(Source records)
+++++
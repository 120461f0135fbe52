use serde_json::json;

use super::common::*;
use crate::workflows::inventory::DealerId;
use crate::workflows::reconciliation::{
    ChangeStatus, ExtractionServiceError, IntakeViolation, InventoryStore, SessionId,
    SessionStatus, StoreError,
};

#[tokio::test]
async fn stage_warns_when_most_listings_would_be_deleted() {
    let (service, _store) = build_service(inventory());

    let staged = service
        .stage(
            &dealer(),
            vec![raw_vehicle(json!({
                "make": "Toyota", "model": "Aygo X", "variant": "Active 72 hk",
                "retail_price": 249900,
                "offers": [
                    { "monthly_price": 2195, "mileage_per_year": 15000 },
                    { "monthly_price": 2495, "mileage_per_year": 20000 }
                ]
            }))],
        )
        .await
        .expect("staged");

    assert_eq!(staged.session.staged.deleted, 2);
    assert_eq!(staged.session.staged.total(), 2);
    assert_eq!(staged.session.status, SessionStatus::Staged);
    assert_eq!(staged.warnings.len(), 1);
    assert!(staged.warnings[0].contains("2 of 3 listings"));
}

#[tokio::test]
async fn stage_reports_rejected_records_without_failing() {
    let (service, _store) = build_service(Vec::new());

    let staged = service
        .stage(
            &dealer(),
            vec![
                raw_vehicle(json!({ "make": "Toyota", "model": "Aygo" })),
                raw_vehicle(json!({
                    "make": "Toyota", "model": "Aygo", "variant": "Active",
                    "monthly_price": 2195
                })),
            ],
        )
        .await
        .expect("staged");

    assert_eq!(staged.changes.len(), 1);
    assert_eq!(staged.rejected.len(), 1);
    assert_eq!(staged.rejected[0].index, 0);
    assert_eq!(
        staged.rejected[0].reason,
        IntakeViolation::MissingField { field: "variant" }
    );
    assert_eq!(staged.session.intake_rejections, 1);
}

#[tokio::test]
async fn discarded_changes_are_skipped_and_cannot_be_reset() {
    let (service, store) = build_service(inventory());
    let staged = service.stage(&dealer(), empty_batch()).await.expect("staged");
    let ids = change_ids(&staged.changes);

    let discarded = service
        .discard(&staged.session.id, &ids[..1])
        .await
        .expect("discard runs");
    assert_eq!(discarded.updated, ids[..1].to_vec());

    let reset = service
        .reset(&staged.session.id, &ids[..2])
        .await
        .expect("reset runs");
    assert!(reset.updated.is_empty());
    assert_eq!(reset.errors.len(), 2);
    assert!(reset.errors[0].error.contains("discarded"));
    assert!(reset.errors[1].error.contains("pending"));

    let outcome = service
        .apply(&staged.session.id, &ids, "reviewer", None)
        .await
        .expect("applied");
    assert_eq!(outcome.applied.deleted, 2);
    assert_eq!(outcome.skipped.len(), 1);
    assert_eq!(outcome.skipped[0].status, ChangeStatus::Discarded);
    assert_eq!(outcome.session_status, SessionStatus::Completed);

    let view = service.session(&staged.session.id).await.expect("view");
    assert_eq!(view.session.applied.deleted, 2);
    assert_eq!(view.session.status, SessionStatus::Completed);
    assert!(view.session.completed_at.is_some());
    let remaining = store.dealer_inventory(&dealer()).await.expect("read");
    assert_eq!(remaining.len(), 1);
}

#[tokio::test]
async fn dealer_scores_cover_current_inventory() {
    let (service, _store) = build_service(inventory());

    let report = service.dealer_scores(&dealer()).await.expect("scored");

    assert_eq!(report.rows.len(), 3);
    assert_eq!(report.scored, 3);
    let empty = service
        .dealer_scores(&DealerId("nobody".to_string()))
        .await
        .expect("scored");
    assert!(empty.rows.is_empty());
}

#[tokio::test]
async fn missing_sessions_surface_as_not_found() {
    let (service, _store) = build_service(Vec::new());

    let err = service
        .session(&SessionId("ses-missing".to_string()))
        .await
        .expect_err("no such session");
    assert!(err.is_not_found());

    let err = service
        .reset(&SessionId("ses-missing".to_string()), &[])
        .await
        .expect_err("no such session");
    assert!(matches!(err, ExtractionServiceError::SessionNotFound(_)));
}

#[tokio::test]
async fn storage_outages_fail_the_whole_stage() {
    let service = crate::workflows::reconciliation::ExtractionService::new(
        std::sync::Arc::new(UnavailableStore),
        crate::workflows::pricing::PricingConfig::default(),
    );

    let err = service
        .stage(&dealer(), empty_batch())
        .await
        .expect_err("store offline");
    assert!(matches!(
        err,
        ExtractionServiceError::Store(StoreError::Unavailable(_))
    ));
    assert!(!err.is_not_found());
}
use std::env;
use std::net::{IpAddr, SocketAddr};
use std::str::FromStr;

use crate::workflows::pricing::PricingConfig;

/// Distinguishes runtime behavior for different stages of the service.
#[derive(Debug, Clone, Copy, PartialEq, Eq)]
pub enum AppEnvironment {
    Development,
    Test,
    Production,
}

impl AppEnvironment {
    fn from_str(value: &str) -> Self {
        match value.trim().to_ascii_lowercase().as_str() {
            "prod" | "production" => Self::Production,
            "test" | "ci" => Self::Test,
            _ => Self::Development,
        }
    }
}

/// Top-level configuration for the application.
#[derive(Debug, Clone)]
pub struct AppConfig {
    pub environment: AppEnvironment,
    pub server: ServerConfig,
    pub telemetry: TelemetryConfig,
    pub pricing: PricingConfig,
}

impl AppConfig {
    pub fn load() -> Result<Self, ConfigError> {
        dotenvy::dotenv().ok();

        let environment = AppEnvironment::from_str(
            &env::var("APP_ENV").unwrap_or_else(|_| "development".to_string()),
        );

        let host = env::var("APP_HOST").unwrap_or_else(|_| "127.0.0.1".to_string());
        let port = env::var("APP_PORT")
            .unwrap_or_else(|_| "3000".to_string())
            .parse::<u16>()
            .map_err(|_| ConfigError::InvalidPort)?;

        let log_level = env::var("APP_LOG_LEVEL").unwrap_or_else(|_| "info".to_string());

        Ok(Self {
            environment,
            server: ServerConfig { host, port },
            telemetry: TelemetryConfig { log_level },
            pricing: load_pricing()?,
        })
    }
}

fn load_pricing() -> Result<PricingConfig, ConfigError> {
    let defaults = PricingConfig::default();

    let pricing = PricingConfig {
        default_mileage: env_or("LEASE_DEFAULT_MILEAGE", defaults.default_mileage)?,
        default_deposit: env_or("LEASE_DEFAULT_DEPOSIT", defaults.default_deposit)?,
        default_term: match env::var("LEASE_DEFAULT_TERM") {
            Ok(raw) if !raw.trim().is_empty() => Some(parse_var("LEASE_DEFAULT_TERM", &raw)?),
            _ => defaults.default_term,
        },
        best_anchor_percent: env_or("LEASE_BEST_ANCHOR_PERCENT", defaults.best_anchor_percent)?,
        worst_anchor_percent: env_or(
            "LEASE_WORST_ANCHOR_PERCENT",
            defaults.worst_anchor_percent,
        )?,
        min_retail_price: env_or("LEASE_MIN_RETAIL_PRICE", defaults.min_retail_price)?,
        max_retail_price: env_or("LEASE_MAX_RETAIL_PRICE", defaults.max_retail_price)?,
    };

    if !(pricing.best_anchor_percent < pricing.worst_anchor_percent) {
        return Err(ConfigError::InvertedAnchors {
            best: pricing.best_anchor_percent,
            worst: pricing.worst_anchor_percent,
        });
    }

    Ok(pricing)
}

fn env_or<T: FromStr>(key: &'static str, default: T) -> Result<T, ConfigError> {
    match env::var(key) {
        Ok(raw) if !raw.trim().is_empty() => parse_var(key, &raw),
        _ => Ok(default),
    }
}

fn parse_var<T: FromStr>(key: &'static str, raw: &str) -> Result<T, ConfigError> {
    raw.trim().parse::<T>().map_err(|_| ConfigError::InvalidValue {
        key,
        value: raw.to_string(),
    })
}

/// Settings controlling the HTTP server binding.
#[derive(Debug, Clone)]
pub struct ServerConfig {
    pub host: String,
    pub port: u16,
}

impl ServerConfig {
    pub fn socket_addr(&self) -> Result<SocketAddr, ConfigError> {
        if self.host.eq_ignore_ascii_case("localhost") {
            return Ok(SocketAddr::new(IpAddr::from([127, 0, 0, 1]), self.port));
        }

        let ip: IpAddr = self
            .host
            .parse()
            .map_err(|source| ConfigError::InvalidHost { source })?;

        Ok(SocketAddr::new(ip, self.port))
    }
}

/// Tracing controls.
#[derive(Debug, Clone)]
pub struct TelemetryConfig {
    pub log_level: String,
}

#[derive(Debug, thiserror::Error)]
pub enum ConfigError {
    #[error("APP_PORT must be a valid u16")]
    InvalidPort,
    #[error("APP_HOST must parse to an IPv4 or IPv6 address")]
    InvalidHost { source: std::net::AddrParseError },
    #[error("{key} has an invalid value '{value}'")]
    InvalidValue { key: &'static str, value: String },
    #[error("score anchors are inverted (best {best}% must be below worst {worst}%)")]
    InvertedAnchors { best: f64, worst: f64 },
}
+++++
* **Task brief**
Look above for the line containing "assert_eq!(outcome.skipped.len(), 1);" and the line containing "assert_eq!(report.rows.len(), 3);". Transcribe both, with the lines between them, exactly.

* **Task solution**
    assert_eq!(outcome.skipped.len(), 1);
    assert_eq!(outcome.skipped[0].status, ChangeStatus::Discarded);
    assert_eq!(outcome.session_status, SessionStatus::Completed);

    let view = service.session(&staged.session.id).await.expect("view");
    assert_eq!(view.session.applied.deleted, 2);
    assert_eq!(view.session.status, SessionStatus::Completed);
    assert!(view.session.completed_at.is_some());
    let remaining = store.dealer_inventory(&dealer()).await.expect("read");
    assert_eq!(remaining.len(), 1);
}

#[tokio::test]
async fn dealer_scores_cover_current_inventory() {
    let (service, _store) = build_service(inventory());

    let report = service.dealer_scores(&dealer()).await.expect("scored");

    assert_eq!(report.rows.len(), 3);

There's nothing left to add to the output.